Events or circumstances may cause actual results to differ materially from those predicted as a result of numerous known and unknown risks, uncertainties, and other factors, many of which are beyond the control of the Company, including, without limitation, the following risk factors: the inability of the Company to complete the Acquisition on the terms described herein, including failure to obtain the requisite regulatory and stock exchange approvals; unavailability of capital and financing; changes in general economic; market or business conditions; failure to compete effectively with competitors; failure to maintain or obtain all necessary permits, approvals and authorizations; failure to comply with applicable laws, including environmental laws; and risks relating to unanticipated operational difficulties.
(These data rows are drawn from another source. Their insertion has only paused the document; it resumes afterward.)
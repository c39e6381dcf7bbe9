pub mod auth;
pub mod crud;
pub mod middleware;
pub mod refresh;
pub mod rest;
pub mod state;

use axum::http::header::{ACCEPT, AUTHORIZATION, CONTENT_TYPE};
use axum::http::Method;
use axum::middleware as axum_middleware;
use axum::routing::{get, post, put};
use axum::Router;
use std::sync::Arc;
use tower_http::cors::CorsLayer;
use tower_http::services::{ServeDir, ServeFile};
use tracker_core::domain::{
    Assignment, Event, Grade, Notification, Semester, Subject, Teacher, TimetableEntry, User,
};
use utoipa::OpenApi;
use utoipa_swagger_ui::SwaggerUi;

pub use crud::CrudRoutes;
pub use middleware::{guard_pages, require_auth};
pub use state::AppState;

use auth::{signin_handler, signout_handler, signup_handler};
use rest::{
    delete_settings_handler, get_me_handler, get_settings_handler, mark_read_handler,
    progress_handler, reminders_handler, update_me_handler, update_settings_handler, ApiDoc,
};

/// Dashboard pages that require a signed-in user. All of them serve the SPA shell.
pub const GUARDED_PAGES: [&str; 10] = [
    "/dashboard",
    "/grades",
    "/assignments",
    "/subjects",
    "/semesters",
    "/teachers",
    "/agenda",
    "/profile",
    "/settings",
    "/help",
];

/// Builds the complete application router.
pub fn build_router(state: Arc<AppState>) -> Router {
    let config = state.config.clone();
    let shell = config.static_dir.join("index.html");

    // Public routes (no session required)
    let public_routes = Router::new()
        .route("/auth/signup", post(signup_handler))
        .route("/auth/signin", post(signin_handler))
        .route("/auth/signout", post(signout_handler))
        .route_service("/", ServeFile::new(&shell));

    // Protected API routes (401 without a session)
    let api_routes = Router::new()
        .route("/api/progress", get(progress_handler))
        .route("/api/me", get(get_me_handler).put(update_me_handler))
        .route(
            "/api/settings",
            get(get_settings_handler)
                .put(update_settings_handler)
                .delete(delete_settings_handler),
        )
        .route("/api/notifications/{id}/read", put(mark_read_handler))
        .route("/api/notifications/reminders", post(reminders_handler))
        .merge(
            CrudRoutes::<Subject>::new("subjects", |s| s.subjects.clone())
                .refreshes_progress()
                .router(),
        )
        .merge(
            CrudRoutes::<Assignment>::new("assignments", |s| s.assignments.clone())
                .refreshes_progress()
                .router(),
        )
        .merge(
            CrudRoutes::<Grade>::new("grades", |s| s.grades.clone())
                .refreshes_progress()
                .router(),
        )
        .merge(CrudRoutes::<Semester>::new("semesters", |s| s.semesters.clone()).router())
        .merge(CrudRoutes::<Teacher>::new("teachers", |s| s.teachers.clone()).router())
        .merge(CrudRoutes::<Event>::new("events", |s| s.events.clone()).router())
        .merge(CrudRoutes::<TimetableEntry>::new("timetable", |s| s.timetable.clone()).router())
        .merge(
            CrudRoutes::<Notification>::new("notifications", |s| s.notifications.clone())
                .router(),
        )
        .merge(CrudRoutes::<User>::new("users", |s| s.users.clone()).router())
        .layer(axum_middleware::from_fn_with_state(
            state.clone(),
            require_auth,
        ));

    // Page routes (redirect to the sign-in view without a session)
    let page_routes = GUARDED_PAGES
        .iter()
        .fold(Router::<Arc<AppState>>::new(), |router, page| {
            router.route_service(page, ServeFile::new(&shell))
        })
        .layer(axum_middleware::from_fn_with_state(
            state.clone(),
            guard_pages,
        ));

    let cors = CorsLayer::new()
        .allow_origin(config.cors_origin.clone())
        .allow_credentials(true)
        .allow_methods([
            Method::GET,
            Method::POST,
            Method::PUT,
            Method::DELETE,
            Method::OPTIONS,
        ])
        .allow_headers([AUTHORIZATION, CONTENT_TYPE, ACCEPT]);

    Router::new()
        .merge(public_routes)
        .merge(api_routes)
        .merge(page_routes)
        .fallback_service(ServeDir::new(&config.static_dir))
        .layer(cors)
        .with_state(state)
        .merge(SwaggerUi::new("/swagger-ui").url("/api-docs/openapi.json", ApiDoc::openapi()))
}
Additional information regarding some of these risks, expectations or assumptions and other risk factors may be found in the Company’s management discussion and analysis for the three months ended July 31, 2024 and 2023, the Listing Statement, once filed, and other documents available on the Company’s profile at www.sedarplus.ca. Readers are cautioned not to place undue reliance on these forward-looking statements. The forward-looking statements contained in this news release are made as of the date hereof and the Company undertakes no obligations to update publicly or revise any forward-looking statements, whether as a result of new information, future events or otherwise, unless so required by applicable securities laws.
Investors are cautioned that, except as disclosed in the Listing Statement to be prepared in connection with the Acquisition, any information released or received with respect to the Acquisition may not be accurate or complete and should not be relied upon. Trading in the securities of the Company should be considered highly speculative.
Completion of the Acquisition is subject to a number of conditions, including but not limited to, CSE acceptance. Where applicable, the Acquisition cannot close until the required shareholder approval is obtained. There can be no assurance that the Acquisition will be completed as proposed or at all.
The securities of the Company to be issued in connection with the Acquisition have not been, and will not be, registered under the U.S. Securities Act of 1933, as amended (the “U.S. Securities Act”) or any U.S. state securities laws and may not be offered or sold in the United States absent registration or an available exemption from the registration requirements of the U.S. Securities Act and applicable U.S. state securities laws. This press release shall not constitute an offer to sell or the solicitation of an offer to buy, nor shall there by any sale of the securities referenced in this press release, in any jurisdiction in which such offer, solicitation or sale would be unlawful.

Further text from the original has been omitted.